Amid the ongoing push, HCLTech & Dolphin Semiconductors have announced a strategic partnership aiming to develop energy-efficient chips for IoT and data centre applications. As the world moves towards energy-efficient chips, it becomes more imperative than ever to trace the lines that are destined to become the future trends of the industry, at large. When chips come into the picture, energy efficiency is the most organic issue to crop up as it decides the longevity and reliability of the concerned chip. As per the statement by HCLTech and Dolphin Semiconductors, the partnership aims to support enterprises seeking to improve energy efficiency and performance as computing workloads increase.

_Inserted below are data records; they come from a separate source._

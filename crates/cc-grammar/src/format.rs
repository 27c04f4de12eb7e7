//! The clown serialization grammar.
//!
//! `[<fileName>].[<key1>]:[<val1>].[<key2>]:[<val2>]…` — every key and value
//! wrapped in one bracket pair, entries joined with '.'. An encrypted blob is
//! the whole assembled string run through the cipher wrapper and JSON-quoted.

use std::sync::LazyLock;

use cc_cipher::CipherParams;
use cc_core::{ClownError, Result};
use regex::Regex;

use crate::record::ClownRecord;

const DELIM_ENTRY: &str = "].[";
const DELIM_KV: &str = "]:[";

// Double quotes are accepted because encrypted blobs are JSON-quoted hex.
static RE_HEX: LazyLock<Regex> = LazyLock::new(|| Regex::new("^[0-9a-fA-F\"]+$").unwrap());

/// Heuristic ciphertext detection: every character a hex digit or a double
/// quote. Hex-looking plaintext is indistinguishable by construction; this is
/// a documented limitation of the format, not something to paper over.
pub fn is_hex(text: &str) -> bool {
    !text.is_empty() && RE_HEX.is_match(text)
}

fn check_segment(segment: &str) -> Result<()> {
    if segment.contains(DELIM_ENTRY) || segment.contains(DELIM_KV) {
        return Err(ClownError::GrammarParseError(format!(
            "segment {segment:?} contains a reserved delimiter"
        )));
    }
    Ok(())
}

/// Serialize a record; with cipher params the whole blob is encrypted to hex
/// and JSON-quoted.
pub fn serialize(record: &ClownRecord, crypt: Option<&CipherParams>) -> Result<String> {
    check_segment(record.file_name())?;
    let mut out = format!("[{}]", record.file_name());
    for (key, value) in record.defined() {
        check_segment(key)?;
        check_segment(value)?;
        out.push_str(".[");
        out.push_str(key);
        out.push_str("]:[");
        out.push_str(value);
        out.push(']');
    }

    match crypt {
        Some(params) => Ok(serde_json::to_string(&params.encrypt(&out)?)?),
        None => Ok(out),
    }
}

/// Parse serialized text back into a record; with cipher params, hex-looking
/// input is decrypted first.
pub fn deserialize(text: &str, crypt: Option<&CipherParams>) -> Result<ClownRecord> {
    let mut content = text.to_string();
    if let Some(params) = crypt {
        if is_hex(&content) {
            let unquoted: String = if content.contains('"') {
                serde_json::from_str(&content)?
            } else {
                content
            };
            content = params.decrypt(&unquoted)?;
        }
    }
    parse(&content)
}

fn parse(content: &str) -> Result<ClownRecord> {
    let inner = content
        .strip_prefix('[')
        .and_then(|rest| rest.strip_suffix(']'))
        .ok_or_else(|| {
            ClownError::GrammarParseError("content is not bracket-delimited".into())
        })?;

    let mut segments = inner.split(DELIM_ENTRY);
    let file_name = segments.next().unwrap_or_default();
    let mut record = ClownRecord::new(file_name);

    for segment in segments {
        let (key, value) = segment.split_once(DELIM_KV).ok_or_else(|| {
            ClownError::GrammarParseError(format!(
                "entry {segment:?} is missing a key/value delimiter"
            ))
        })?;
        record.set(key, value);
    }

    Ok(record)
}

What are Energy-Efficient Chips?
Energy-efficient chips are integrated circuits designed to perform computations while minimizing power consumption to extend battery life, reduce heat generation, and also lower the operational costs. Its architecture includes specialized cores, such as Neural Processing Units (NPUs) and Graphics Processing Units (GPUs), or, more broadly, AI accelerators rather than conventional CPUs. This is to ensure that tasks are performed using the most efficient hardware possible.
Why is it important?
The proliferation and development of energy-efficient chips is primarily important because, as the usage increases, the power consumption would also increase, and in that case, it is important and indispensable to cut the power requirement and bring the hardware to optimum performance, keeping in mind the sustainability and operation limitations, as the power needed would affect the environment and also cost money simultaneously.
HCLTech X Dolphin Semiconductors Partnership
HCLTech will integrate Dolphin Semiconductor’s low-power IP directly into its SoC design workflow, creating scalable, energy-efficient chips that handle a wide range of compute needs while keeping power use in check.
At its core, energy efficiency requires a holistic, full-stack design effort — from initial architecture to the software that ultimately runs on the chip.